SURFSIDE, Fla. (AP) — The remains of 11 people have been found after the collapse of a 12-story beachfront condominium building in Florida, authorities said Monday. The Associated Press has been reporting brief descriptions of the dead and the missing.

Miami-Dade police released late Monday the names and ages of three men who died in the collapse. They said the body of Marcus Joseph Guara, 52, was discovered on Saturday but only identified on Monday. Authorities say they found on Monday the remains of Michael David Altman, 50, and Frankie Kleiman, 55, who had recently gotten married.

Late on Sunday, police identified the remains of Leon and Christina Oliwkowicz, an elderly couple from Venezuela with ties to Jewish communities in Florida and Chicago. They also found the bodies of Luis Bermudez, a young man with muscular dystrophy, and his mother, Ana Ortiz, who were from Puerto Rico.

Authorities said 150 other people remain unaccounted for as rescuers search through the rubble of Champlain Towers South. Among them are Linda March, whose penthouse apartment was ripped apart, leaving her office chair and a set of bunkbeds next to the abyss.

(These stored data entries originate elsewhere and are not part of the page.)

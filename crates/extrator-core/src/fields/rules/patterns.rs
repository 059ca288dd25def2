//! Common regex patterns for case-file extraction.

use lazy_static::lazy_static;
use regex::Regex;

lazy_static! {
    // Registration number ("matrícula"): 197.942-6, 197999-9, 12/345
    pub static ref REGISTRATION_LABELED: Regex = Regex::new(
        r"(?i)Matr[ií]cula[:\s]*([\d./\-]+)"
    ).unwrap();

    pub static ref REGISTRATION_BARE: Regex = Regex::new(
        r"(?i)Matr[ií]cula\s+([\d./\-]+)"
    ).unwrap();

    // Process number: "Processo Nº 213/2016", "Processo: 2132016"
    pub static ref PROCESS_LABELED: Regex = Regex::new(
        r"(?i)Processo(?:\s*N[ºo]|\s*N\.º|:)?\s*([0-9/.\-]{4,25})"
    ).unwrap();

    // Bare numeric tokens, optionally with a year: 213, 213/2016
    pub static ref PROCESS_TOKEN: Regex = Regex::new(
        r"\b\d{3,8}(?:/\d{2,4})?\b"
    ).unwrap();

    // Portuguese long form: "08 de janeiro de 2016"
    pub static ref DATE_LONG_PT: Regex = Regex::new(
        r"(?i)\b(\d{1,2})\s+de\s+([a-zçõéêáíúâó]+)\s+de\s+(\d{4})\b"
    ).unwrap();

    // Numeric: "08/01/2016"
    pub static ref DATE_NUMERIC: Regex = Regex::new(
        r"\b(\d{2})/(\d{2})/(\d{4})\b"
    ).unwrap();
}
//! Result records produced by the folder processor.

use serde::{Deserialize, Serialize};

use crate::fields::ParsedFields;

/// Output column names, in order.
pub const COLUMNS: [&str; 5] = ["processo", "data_autuacao", "requerente", "matricula", "error"];

/// One row of output, one per processed document.
///
/// Every record has the same five columns. A failed document has `error` set
/// and all data fields empty.
#[derive(Debug, Clone, Default, PartialEq, Eq, Serialize, Deserialize)]
pub struct ExtractionResult {
    /// Process (case) number.
    #[serde(rename = "processo")]
    pub process_number: Option<String>,

    /// Filing date, approximated as the last date mentioned in the document.
    #[serde(rename = "data_autuacao")]
    pub filing_date: Option<String>,

    /// Claimant name.
    #[serde(rename = "requerente")]
    pub claimant: Option<String>,

    /// Registration number ("matrícula").
    #[serde(rename = "matricula")]
    pub registration_number: Option<String>,

    /// Failure description when the document could not be processed.
    pub error: Option<String>,
}

impl ExtractionResult {
    /// Build a successful record from parsed fields.
    pub fn from_fields(fields: ParsedFields) -> Self {
        Self {
            process_number: fields.process_number,
            filing_date: fields.filing_date,
            claimant: fields.claimant,
            registration_number: fields.registration_number,
            error: None,
        }
    }

    /// Build a failed record. All data fields are left unset.
    pub fn failed(message: impl Into<String>) -> Self {
        Self {
            error: Some(message.into()),
            ..Self::default()
        }
    }

    /// Whether processing of the source document failed.
    pub fn is_error(&self) -> bool {
        self.error.is_some()
    }

    /// Cell values in [`COLUMNS`] order.
    pub fn cells(&self) -> [Option<&str>; 5] {
        [
            self.process_number.as_deref(),
            self.filing_date.as_deref(),
            self.claimant.as_deref(),
            self.registration_number.as_deref(),
            self.error.as_deref(),
        ]
    }
}

/// Ordered rows of a single run, one per document in file name order.
#[derive(Debug, Clone, Default, PartialEq, Eq)]
pub struct ResultTable {
    rows: Vec<ExtractionResult>,
}

impl ResultTable {
    pub fn rows(&self) -> &[ExtractionResult] {
        &self.rows
    }

    pub fn iter(&self) -> std::slice::Iter<'_, ExtractionResult> {
        self.rows.iter()
    }

    pub fn len(&self) -> usize {
        self.rows.len()
    }

    pub fn is_empty(&self) -> bool {
        self.rows.is_empty()
    }

    /// Number of rows whose document failed.
    pub fn failed_count(&self) -> usize {
        self.rows.iter().filter(|r| r.is_error()).count()
    }

    /// Number of rows whose document was processed.
    pub fn successful_count(&self) -> usize {
        self.len() - self.failed_count()
    }

    pub fn into_rows(self) -> Vec<ExtractionResult> {
        self.rows
    }
}

impl FromIterator<ExtractionResult> for ResultTable {
    fn from_iter<I: IntoIterator<Item = ExtractionResult>>(iter: I) -> Self {
        Self {
            rows: iter.into_iter().collect(),
        }
    }
}

impl<'a> IntoIterator for &'a ResultTable {
    type Item = &'a ExtractionResult;
    type IntoIter = std::slice::Iter<'a, ExtractionResult>;

    fn into_iter(self) -> Self::IntoIter {
        self.rows.iter()
    }
}
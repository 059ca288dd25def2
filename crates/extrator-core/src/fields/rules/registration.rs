//! Registration number ("matrícula") extraction.

use super::patterns::{REGISTRATION_BARE, REGISTRATION_LABELED};
use super::{ExtractionMatch, FieldExtractor};

/// Registration number extractor.
///
/// Looks for the word "matrícula" followed by a run of digits and `.`, `-`,
/// `/` separators. No format validation is performed.
pub struct RegistrationExtractor;

impl RegistrationExtractor {
    pub fn new() -> Self {
        Self
    }
}

impl Default for RegistrationExtractor {
    fn default() -> Self {
        Self::new()
    }
}

impl FieldExtractor for RegistrationExtractor {
    type Output = ExtractionMatch<String>;

    fn extract(&self, text: &str) -> Option<Self::Output> {
        let caps = REGISTRATION_LABELED
            .captures(text)
            .or_else(|| REGISTRATION_BARE.captures(text))?;

        let full_match = caps.get(0)?;
        Some(
            ExtractionMatch::new(caps[1].trim().to_string(), full_match.as_str())
                .with_position(full_match.start(), full_match.end()),
        )
    }

    fn extract_all(&self, text: &str) -> Vec<Self::Output> {
        REGISTRATION_LABELED
            .captures_iter(text)
            .filter_map(|caps| {
                let full_match = caps.get(0)?;
                Some(
                    ExtractionMatch::new(caps[1].trim().to_string(), full_match.as_str())
                        .with_position(full_match.start(), full_match.end()),
                )
            })
            .collect()
    }
}

/// Extract the registration number near the "matrícula" label.
pub fn extract_registration_number(text: &str) -> Option<String> {
    RegistrationExtractor::new().extract(text).map(|m| m.value)
}

#[cfg(test)]
mod tests {
    use super::*;

    #[test]
    fn test_extract_with_colon() {
        let text = "Servidor: João Silva\nMatrícula: 197.942-6\nLotação: 3ª Vara";
        assert_eq!(extract_registration_number(text).as_deref(), Some("197.942-6"));
    }

    #[test]
    fn test_extract_without_colon() {
        assert_eq!(
            extract_registration_number("matricula 197999-9 ativa").as_deref(),
            Some("197999-9")
        );
    }

    #[test]
    fn test_uppercase_and_accent() {
        assert_eq!(
            extract_registration_number("MATRÍCULA:12/345").as_deref(),
            Some("12/345")
        );
    }

    #[test]
    fn test_no_value() {
        assert_eq!(extract_registration_number("Matrícula: não informada"), None);
        assert_eq!(extract_registration_number("sem identificação"), None);
    }

    #[test]
    fn test_extract_all() {
        let text = "Matrícula: 111.111-1\nMatrícula anterior\nMatrícula: 222.222-2";
        let values: Vec<String> = RegistrationExtractor::new()
            .extract_all(text)
            .into_iter()
            .map(|m| m.value)
            .collect();
        assert_eq!(values, vec!["111.111-1", "222.222-2"]);
    }

    #[test]
    fn test_idempotent() {
        let text = "Matrícula: 197.942-6";
        assert_eq!(extract_registration_number(text), extract_registration_number(text));
    }
}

An aerial view of the site during ongoing rescue operations in Surfside.

THE CATTAROSSI FAMILY

Argentine Graciela Cattarossi is a beloved mother and friend who works as an independent photographer for hotels, magazines, banks and airlines from different parts of the world, said Kathryn Rooney Vera, a friend who has known Cattarossi since 2008.

The most important thing in her world, however, is her 7-year-old daughter Stella.

Cattarossi, 48, a single mother, lived in Champlain Towers South with Stella and her own parents, Graciela and Gino Cattarossi. All four were missing Monday, along with Cattarossi’s sister, Andrea, an architect in Pilar, Argentina, who was visiting.

Vera said Cattarossi is a dedicated mother whose devotion to her child is “unparalleled.” She also described her as a “very hard worker, a beautiful person and beloved by everyone.”

Cattarossi and Vera were exchanging text messages on Wednesday night, just hours before the building collapsed. The photographer took professional photos of Vera’s fourth pregnancy years ago and presented them as a gift to celebrate what they believed would be Vera’s last child.

“She was happy to know that I was pregnant again,” said Vera. “We are devastated by what happened.”

Vera said that Graciela Cattarossi has lived in Miami for decades.

ANA ORTIZ and LUIS BERMUDEZ

Luis Bermudez, of San Juan, Puerto Rico, had battled muscular dystrophy for years and used a wheelchair. The 26-year-old man lived with his mother, Ana Ortiz, on the seventh floor of the Champlain Towers South. They were identified among the 11 who died after the building collapsed Thursday.

His father, also named Luis Bermudez, texted the AP saying “my son is a hero.” He also wrote on Facebook that he could not believe he’s gone.

“Now rest in peace and without any obstacles in heaven,” he wrote. “I will see you soon my Luiyo.”

In honor of Luis, family members on Monday laid flowers in the ocean at a beach near the site of the building collapse.

Ortiz, 46, had just gotten married to Frankie Kleiman. Alex Garcia, the couple’s close friend, told The Miami Herald he had set them up on a blind date. Kleiman lived with his wife and stepson on the same floor as his brother Jay Kleiman, who was in town for a funeral, and their mother Nancy Kress Levin. The Kleimans and their mother are still missing.

Ortiz was described as a woman who was committed to giving her son the best possible life.

“She’s a rock star,” Garcia told the Herald. “And on top of that a super mom.”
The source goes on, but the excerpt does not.